TASK INPUTS Start Marker
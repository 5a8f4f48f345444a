// GROUPBY/ORDERBY/LIMIT (§4.7 step 5). Mirrors `apply_query_modifiers` /
// `custom_sort_key`: GROUPBY buckets first, ORDERBY then sorts within each
// bucket (or the flat list when ungrouped), and LIMIT slices both the flat
// list and every bucket independently. A row whose group-by field is
// missing or null is dropped from the grouping, matching the original's
// truthiness check on the group key.

use indexmap::IndexMap;
use mgin_base::Value;
use mgin_query::{Limit, OrderDir, QueryCommand};

/// The shape `apply_query_modifiers` hands back: either a plain row list,
/// or (when GROUPBY is present) the bucketed groups alongside the flat,
/// equally-sliced list the original returns as a two-element pair.
pub enum Outcome {
    Flat(Vec<Value>),
    Grouped { groups: IndexMap<String, Vec<Value>>, flat: Vec<Value> },
}

pub fn apply(rows: Vec<Value>, q: &QueryCommand) -> Outcome {
    let mut flat = rows;
    let mut groups = q.group_by.as_ref().map(|field| group_by(&flat, field));

    if let Some((field, dir)) = &q.order_by {
        if let Some(g) = groups.as_mut() {
            for bucket in g.values_mut() {
                sort_rows(bucket, field, *dir);
            }
        } else {
            sort_rows(&mut flat, field, *dir);
        }
    }

    if let Some(limit) = &q.limit {
        if let Some(g) = groups.as_mut() {
            for bucket in g.values_mut() {
                *bucket = slice(bucket, limit);
            }
        }
        flat = slice(&flat, limit);
    }

    match groups {
        Some(groups) => Outcome::Grouped { groups, flat },
        None => Outcome::Flat(flat),
    }
}

fn group_by(rows: &[Value], field: &str) -> IndexMap<String, Vec<Value>> {
    let mut groups: IndexMap<String, Vec<Value>> = IndexMap::new();
    for row in rows {
        let key_value = row.as_object().and_then(|o| o.get(field));
        let is_truthy = match key_value {
            None => false,
            Some(Value::Null) => false,
            Some(Value::Str(s)) => !s.is_empty(),
            Some(Value::Int(i)) => *i != 0,
            Some(Value::Float(f)) => *f != 0.0,
            Some(Value::Bool(b)) => *b,
            Some(_) => true,
        };
        if !is_truthy {
            continue;
        }
        let key = key_value.unwrap().stringify();
        groups.entry(key).or_default().push(row.clone());
    }
    groups
}

fn sort_rows(rows: &mut [Value], field: &str, dir: OrderDir) {
    rows.sort_by(|a, b| {
        let ka = a.as_object().and_then(|o| o.get(field)).map(Value::order_key).unwrap_or(mgin_base::OrderKey::Missing);
        let kb = b.as_object().and_then(|o| o.get(field)).map(Value::order_key).unwrap_or(mgin_base::OrderKey::Missing);
        ka.cmp(&kb)
    });
    if dir == OrderDir::Desc {
        rows.reverse();
    }
}

fn slice(rows: &[Value], limit: &Limit) -> Vec<Value> {
    rows.iter().skip(limit.start).take(limit.count).cloned().collect()
}

#[cfg(test)]
mod tests {
    use super::*;
    use mgin_query::parse_query;

    fn row(key: &str, age: i64) -> Value {
        let mut m = IndexMap::new();
        m.insert("key".to_string(), Value::Str(key.to_string()));
        m.insert("age".to_string(), Value::Int(age));
        Value::Object(m)
    }

    #[test]
    fn orderby_sorts_ascending_by_default() {
        let q = parse_query("user ORDERBY(age)").unwrap();
        let rows = vec![row("a", 30), row("b", 10), row("c", 20)];
        match apply(rows, &q) {
            Outcome::Flat(out) => {
                let ages: Vec<i64> = out.iter().map(|r| r.as_object().unwrap().get("age").unwrap().as_i64().unwrap()).collect();
                assert_eq!(ages, vec![10, 20, 30]);
            }
            _ => panic!("expected flat outcome"),
        }
    }

    #[test]
    fn limit_slices_flat_results() {
        let q = parse_query("user LIMIT(1,2)").unwrap();
        let rows = vec![row("a", 1), row("b", 2), row("c", 3)];
        match apply(rows, &q) {
            Outcome::Flat(out) => {
                let keys: Vec<String> = out.iter().map(|r| r.as_object().unwrap().get("key").unwrap().stringify()).collect();
                assert_eq!(keys, vec!["b".to_string(), "c".to_string()]);
            }
            _ => panic!("expected flat outcome"),
        }
    }

    #[test]
    fn groupby_buckets_by_field_and_drops_falsy_keys() {
        let q = parse_query("user GROUPBY(age)").unwrap();
        let mut m = IndexMap::new();
        m.insert("key".to_string(), Value::Str("d".to_string()));
        m.insert("age".to_string(), Value::Int(0));
        let falsy_row = Value::Object(m);
        let rows = vec![row("a", 10), row("b", 10), row("c", 20), falsy_row];
        match apply(rows, &q) {
            Outcome::Grouped { groups, flat } => {
                assert_eq!(groups.get("10").map(|v| v.len()), Some(2));
                assert_eq!(groups.get("20").map(|v| v.len()), Some(1));
                assert!(!groups.contains_key("0"));
                assert_eq!(flat.len(), 4);
            }
            _ => panic!("expected grouped outcome"),
        }
    }
}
TASK INPUTS End Marker
## [PROBLEM REQUIREMENTS]
Among the records above, which lines hold the word "QueryCommand"? Copy each one.

## [ANSWER AREA]
use mgin_query::{Limit, OrderDir, QueryCommand};
pub fn apply(rows: Vec<Value>, q: &QueryCommand) -> Outcome {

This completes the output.